About this exercise =>
The entries shown below are to be printed in full, unaltered.

== Extracted material

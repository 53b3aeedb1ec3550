//! The run hierarchy: playbook → play → task.
//!
//! Every entity in this module is created by a lifecycle start notification
//! and appended under its parent. Sequence numbers are assigned by the store
//! when the row is inserted and never change afterwards.

use chrono::{DateTime, Utc};
use serde::{Deserialize, Serialize};
use uuid::Uuid;

// ─── Playbook ────────────────────────────────────────────────────────────────

/// One recorded run of a playbook file; the root of the hierarchy.
///
/// The same path may appear many times, once per run.
#[derive(Debug, Clone, PartialEq, Eq, Serialize, Deserialize)]
pub struct Playbook {
  pub playbook_id:  Uuid,
  pub path:         String,
  pub started_at:   DateTime<Utc>,
  /// Set when the end-of-run statistics were recorded. `None` for a run
  /// that is still going or was interrupted.
  pub completed_at: Option<DateTime<Utc>>,
}

impl Playbook {
  pub fn is_complete(&self) -> bool { self.completed_at.is_some() }
}

// ─── Play ────────────────────────────────────────────────────────────────────

#[derive(Debug, Clone, PartialEq, Eq, Serialize, Deserialize)]
pub struct Play {
  pub play_id:     Uuid,
  pub playbook_id: Uuid,
  pub name:        String,
  /// 1-based position within the playbook.
  pub sequence:    i64,
  pub started_at:  DateTime<Utc>,
}

// ─── Source location ─────────────────────────────────────────────────────────

/// Where a task is defined, as reported by the orchestration engine.
#[derive(Debug, Clone, PartialEq, Eq, Serialize, Deserialize)]
pub struct SourceLocation {
  pub file: String,
  pub line: Option<u32>,
}

impl SourceLocation {
  /// Parse the engine's `file:line` form.
  ///
  /// The split happens at the last `:` and only when what follows is a line
  /// number, so Windows drive letters and paths containing colons survive
  /// intact.
  pub fn parse(path: &str) -> Self {
    if let Some((file, line)) = path.rsplit_once(':')
      && !line.is_empty()
      && line.bytes().all(|b| b.is_ascii_digit())
      && let Ok(line) = line.parse::<u32>()
    {
      return Self { file: file.to_owned(), line: Some(line) };
    }
    Self { file: path.to_owned(), line: None }
  }
}

impl std::fmt::Display for SourceLocation {
  fn fmt(&self, f: &mut std::fmt::Formatter<'_>) -> std::fmt::Result {
    match self.line {
      Some(line) => write!(f, "{}:{line}", self.file),
      None => f.write_str(&self.file),
    }
  }
}

// ─── Task ────────────────────────────────────────────────────────────────────

/// The task-start payload emitted by the orchestration engine.
///
/// `task_ref` is the engine's handle for the task. It becomes the recorded
/// task's id, and every result notification for the task carries it back.
#[derive(Debug, Clone, PartialEq, Eq, Serialize, Deserialize)]
pub struct TaskDescriptor {
  pub task_ref: Uuid,
  pub name:     String,
  /// Module or action the task invokes, e.g. `"copy"`.
  pub action:   String,
  /// Definition site in `file:line` form.
  pub path:     String,
}

impl TaskDescriptor {
  pub fn new(
    name: impl Into<String>,
    action: impl Into<String>,
    path: impl Into<String>,
  ) -> Self {
    Self {
      task_ref: Uuid::new_v4(),
      name:     name.into(),
      action:   action.into(),
      path:     path.into(),
    }
  }

  pub fn location(&self) -> SourceLocation { SourceLocation::parse(&self.path) }
}

#[derive(Debug, Clone, PartialEq, Eq, Serialize, Deserialize)]
pub struct Task {
  pub task_id:        Uuid,
  pub play_id:        Uuid,
  pub name:           String,
  pub action:         String,
  pub location:       SourceLocation,
  /// 1-based position within the play.
  pub sequence:       i64,
  /// Informational only; the recorder treats conditional tasks like any other.
  pub is_conditional: bool,
  /// Handler tasks are announced through their own start notification.
  pub is_handler:     bool,
  pub started_at:     DateTime<Utc>,
}

/// Input to [`crate::store::RunStore::create_task`].
/// The sequence and start time are assigned by the store.
#[derive(Debug, Clone)]
pub struct NewTask {
  pub task_id:        Uuid,
  pub play_id:        Uuid,
  pub name:           String,
  pub action:         String,
  pub location:       SourceLocation,
  pub is_conditional: bool,
  pub is_handler:     bool,
}

impl NewTask {
  pub fn from_descriptor(play_id: Uuid, descriptor: &TaskDescriptor) -> Self {
    Self {
      task_id: descriptor.task_ref,
      play_id,
      name: descriptor.name.clone(),
      action: descriptor.action.clone(),
      location: descriptor.location(),
      is_conditional: false,
      is_handler: false,
    }
  }
}
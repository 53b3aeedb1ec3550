//! SQLite backend for the playlog run recorder.
//!
//! Wraps [`tokio_rusqlite`] so all database access runs on a dedicated thread
//! without blocking the async runtime. That thread is also the single writer
//! which makes the `Stats` and `Data` upserts atomic.

mod encode;
mod schema;
mod store;

pub mod error;
pub mod options;

pub use error::{Error, Result};
pub use options::StoreOptions;
pub use store::SqliteStore;

#[cfg(test)]
mod tests;
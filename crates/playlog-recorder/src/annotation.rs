//! The key/value annotation directive.
//!
//! Annotations never abort a run. Missing arguments and a missing run are
//! reported back as a failed [`RecordOutcome`], and [`RunRecorder::record_directive`]
//! folds persistence errors into one as well.

use playlog_core::{annotation::RecordOutcome, store::RunStore};
use serde_json::{Map, Value};
use tracing::{debug, warn};

use crate::{Error, Result, RunRecorder};

const NO_ACTIVE_RUN: &str = "no playbook is being recorded";

/// The `key` and `value` arguments of an annotation directive, as written in
/// the task that invoked it.
#[derive(Debug, Clone, Default, PartialEq, Eq)]
pub struct RecordArgs {
  pub key:   Option<String>,
  pub value: Option<String>,
}

impl RecordArgs {
  /// Extract `key` and `value` from the directive's argument map.
  ///
  /// `null` counts as absent. Non-string values are stored as their JSON
  /// text, so `value: 3` records `"3"`.
  pub fn from_args(args: &Map<String, Value>) -> Self {
    Self { key: arg_text(args, "key"), value: arg_text(args, "value") }
  }
}

fn arg_text(args: &Map<String, Value>, name: &str) -> Option<String> {
  match args.get(name)? {
    Value::Null => None,
    Value::String(s) => Some(s.clone()),
    other => Some(other.to_string()),
  }
}

fn present(arg: Option<&str>) -> Option<&str> { arg.filter(|s| !s.is_empty()) }

impl<S: RunStore> RunRecorder<S> {
  /// Attach `value` under `key` to the current playbook, replacing any value
  /// already recorded for that key in this run.
  ///
  /// Returns `Err` only when the store fails; every caller mistake is a
  /// failed outcome and nothing is written.
  pub async fn record(
    &self,
    key: Option<&str>,
    value: Option<&str>,
  ) -> Result<RecordOutcome> {
    let Some(key) = present(key) else {
      return Ok(RecordOutcome::failure("key is required"));
    };
    let Some(value) = present(value) else {
      return Ok(RecordOutcome::failure("value is required"));
    };
    let Some(playbook_id) = self.current_playbook() else {
      return Ok(RecordOutcome::failure(NO_ACTIVE_RUN));
    };

    let data = self
      .store
      .upsert_data(playbook_id, key.to_owned(), value.to_owned())
      .await
      .map_err(Error::persistence)?;

    debug!(playbook_id = %playbook_id, key = %data.key, "recorded data");
    Ok(RecordOutcome::recorded())
  }

  /// Run the annotation directive as the engine invokes it: from its raw
  /// argument map, reporting every failure in the outcome.
  pub async fn record_directive(&self, args: &Map<String, Value>) -> RecordOutcome {
    let args = RecordArgs::from_args(args);
    let outcome = match self
      .record(args.key.as_deref(), args.value.as_deref())
      .await
    {
      Ok(outcome) => outcome,
      Err(e) => RecordOutcome::failure(format!("failed to record data: {e}")),
    };

    if outcome.failed {
      warn!(reason = %outcome.message, key = ?args.key, "annotation failed");
    }
    outcome
  }
}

====

Solution =>
repository 53b3aeedb1ec3550
//! The run hierarchy: playbook → play → task.
//!
//! Every entity in this module is created by a lifecycle start notification
//! and appended under its parent. Sequence numbers are assigned by the store
//! when the row is inserted and never change afterwards.

use chrono::{DateTime, Utc};
use serde::{Deserialize, Serialize};
use uuid::Uuid;

// ─── Playbook ────────────────────────────────────────────────────────────────

/// One recorded run of a playbook file; the root of the hierarchy.
///
/// The same path may appear many times, once per run.
#[derive(Debug, Clone, PartialEq, Eq, Serialize, Deserialize)]
pub struct Playbook {
  pub playbook_id:  Uuid,
  pub path:         String,
  pub started_at:   DateTime<Utc>,
  /// Set when the end-of-run statistics were recorded. `None` for a run
  /// that is still going or was interrupted.
  pub completed_at: Option<DateTime<Utc>>,
}

impl Playbook {
  pub fn is_complete(&self) -> bool { self.completed_at.is_some() }
}

// ─── Play ────────────────────────────────────────────────────────────────────

#[derive(Debug, Clone, PartialEq, Eq, Serialize, Deserialize)]
pub struct Play {
  pub play_id:     Uuid,
  pub playbook_id: Uuid,
  pub name:        String,
  /// 1-based position within the playbook.
  pub sequence:    i64,
  pub started_at:  DateTime<Utc>,
}

// ─── Source location ─────────────────────────────────────────────────────────

/// Where a task is defined, as reported by the orchestration engine.
#[derive(Debug, Clone, PartialEq, Eq, Serialize, Deserialize)]
pub struct SourceLocation {
  pub file: String,
  pub line: Option<u32>,
}

impl SourceLocation {
  /// Parse the engine's `file:line` form.
  ///
  /// The split happens at the last `:` and only when what follows is a line
  /// number, so Windows drive letters and paths containing colons survive
  /// intact.
  pub fn parse(path: &str) -> Self {
    if let Some((file, line)) = path.rsplit_once(':')
      && !line.is_empty()
      && line.bytes().all(|b| b.is_ascii_digit())
      && let Ok(line) = line.parse::<u32>()
    {
      return Self { file: file.to_owned(), line: Some(line) };
    }
    Self { file: path.to_owned(), line: None }
  }
}

impl std::fmt::Display for SourceLocation {
  fn fmt(&self, f: &mut std::fmt::Formatter<'_>) -> std::fmt::Result {
    match self.line {
      Some(line) => write!(f, "{}:{line}", self.file),
      None => f.write_str(&self.file),
    }
  }
}

// ─── Task ────────────────────────────────────────────────────────────────────

/// The task-start payload emitted by the orchestration engine.
///
/// `task_ref` is the engine's handle for the task. It becomes the recorded
/// task's id, and every result notification for the task carries it back.
#[derive(Debug, Clone, PartialEq, Eq, Serialize, Deserialize)]
pub struct TaskDescriptor {
  pub task_ref: Uuid,
  pub name:     String,
  /// Module or action the task invokes, e.g. `"copy"`.
  pub action:   String,
  /// Definition site in `file:line` form.
  pub path:     String,
}

impl TaskDescriptor {
  pub fn new(
    name: impl Into<String>,
    action: impl Into<String>,
    path: impl Into<String>,
  ) -> Self {
    Self {
      task_ref: Uuid::new_v4(),
      name:     name.into(),
      action:   action.into(),
      path:     path.into(),
    }
  }

  pub fn location(&self) -> SourceLocation { SourceLocation::parse(&self.path) }
}

#[derive(Debug, Clone, PartialEq, Eq, Serialize, Deserialize)]
pub struct Task {
  pub task_id:        Uuid,
  pub play_id:        Uuid,
  pub name:           String,
  pub action:         String,
  pub location:       SourceLocation,
  /// 1-based position within the play.
  pub sequence:       i64,
  /// Informational only; the recorder treats conditional tasks like any other.
  pub is_conditional: bool,
  /// Handler tasks are announced through their own start notification.
  pub is_handler:     bool,
  pub started_at:     DateTime<Utc>,
}

/// Input to [`crate::store::RunStore::create_task`].
/// The sequence and start time are assigned by the store.
#[derive(Debug, Clone)]
pub struct NewTask {
  pub task_id:        Uuid,
  pub play_id:        Uuid,
  pub name:           String,
  pub action:         String,
  pub location:       SourceLocation,
  pub is_conditional: bool,
  pub is_handler:     bool,
}

impl NewTask {
  pub fn from_descriptor(play_id: Uuid, descriptor: &TaskDescriptor) -> Self {
    Self {
      task_id: descriptor.task_ref,
      play_id,
      name: descriptor.name.clone(),
      action: descriptor.action.clone(),
      location: descriptor.location(),
      is_conditional: false,
      is_handler: false,
    }
  }
}
repository 53b3aeedb1ec3550
//! SQLite backend for the playlog run recorder.
//!
//! Wraps [`tokio_rusqlite`] so all database access runs on a dedicated thread
//! without blocking the async runtime. That thread is also the single writer
//! which makes the `Stats` and `Data` upserts atomic.

mod encode;
mod schema;
mod store;

pub mod error;
pub mod options;

pub use error::{Error, Result};
pub use options::StoreOptions;
pub use store::SqliteStore;

#[cfg(test)]
mod tests;
filename crates/playlog-recorder/src/annotation.rs
//! The key/value annotation directive.
//!
//! Annotations never abort a run. Missing arguments and a missing run are
//! reported back as a failed [`RecordOutcome`], and [`RunRecorder::record_directive`]
//! folds persistence errors into one as well.

use playlog_core::{annotation::RecordOutcome, store::RunStore};
use serde_json::{Map, Value};
use tracing::{debug, warn};

use crate::{Error, Result, RunRecorder};

const NO_ACTIVE_RUN: &str = "no playbook is being recorded";

/// The `key` and `value` arguments of an annotation directive, as written in
/// the task that invoked it.
#[derive(Debug, Clone, Default, PartialEq, Eq)]
pub struct RecordArgs {
  pub key:   Option<String>,
  pub value: Option<String>,
}

impl RecordArgs {
  /// Extract `key` and `value` from the directive's argument map.
  ///
  /// `null` counts as absent. Non-string values are stored as their JSON
  /// text, so `value: 3` records `"3"`.
  pub fn from_args(args: &Map<String, Value>) -> Self {
    Self { key: arg_text(args, "key"), value: arg_text(args, "value") }
  }
}

fn arg_text(args: &Map<String, Value>, name: &str) -> Option<String> {
  match args.get(name)? {
    Value::Null => None,
    Value::String(s) => Some(s.clone()),
    other => Some(other.to_string()),
  }
}

fn present(arg: Option<&str>) -> Option<&str> { arg.filter(|s| !s.is_empty()) }

impl<S: RunStore> RunRecorder<S> {
  /// Attach `value` under `key` to the current playbook, replacing any value
  /// already recorded for that key in this run.
  ///
  /// Returns `Err` only when the store fails; every caller mistake is a
  /// failed outcome and nothing is written.
  pub async fn record(
    &self,
    key: Option<&str>,
    value: Option<&str>,
  ) -> Result<RecordOutcome> {
    let Some(key) = present(key) else {
      return Ok(RecordOutcome::failure("key is required"));
    };
    let Some(value) = present(value) else {
      return Ok(RecordOutcome::failure("value is required"));
    };
    let Some(playbook_id) = self.current_playbook() else {
      return Ok(RecordOutcome::failure(NO_ACTIVE_RUN));
    };

    let data = self
      .store
      .upsert_data(playbook_id, key.to_owned(), value.to_owned())
      .await
      .map_err(Error::persistence)?;

    debug!(playbook_id = %playbook_id, key = %data.key, "recorded data");
    Ok(RecordOutcome::recorded())
  }

  /// Run the annotation directive as the engine invokes it: from its raw
  /// argument map, reporting every failure in the outcome.
  pub async fn record_directive(&self, args: &Map<String, Value>) -> RecordOutcome {
    let args = RecordArgs::from_args(args);
    let outcome = match self
      .record(args.key.as_deref(), args.value.as_deref())
      .await
    {
      Ok(outcome) => outcome,
      Err(e) => RecordOutcome::failure(format!("failed to record data: {e}")),
    };

    if outcome.failed {
      warn!(reason = %outcome.message, key = ?args.key, "annotation failed");
    }
    outcome
  }
}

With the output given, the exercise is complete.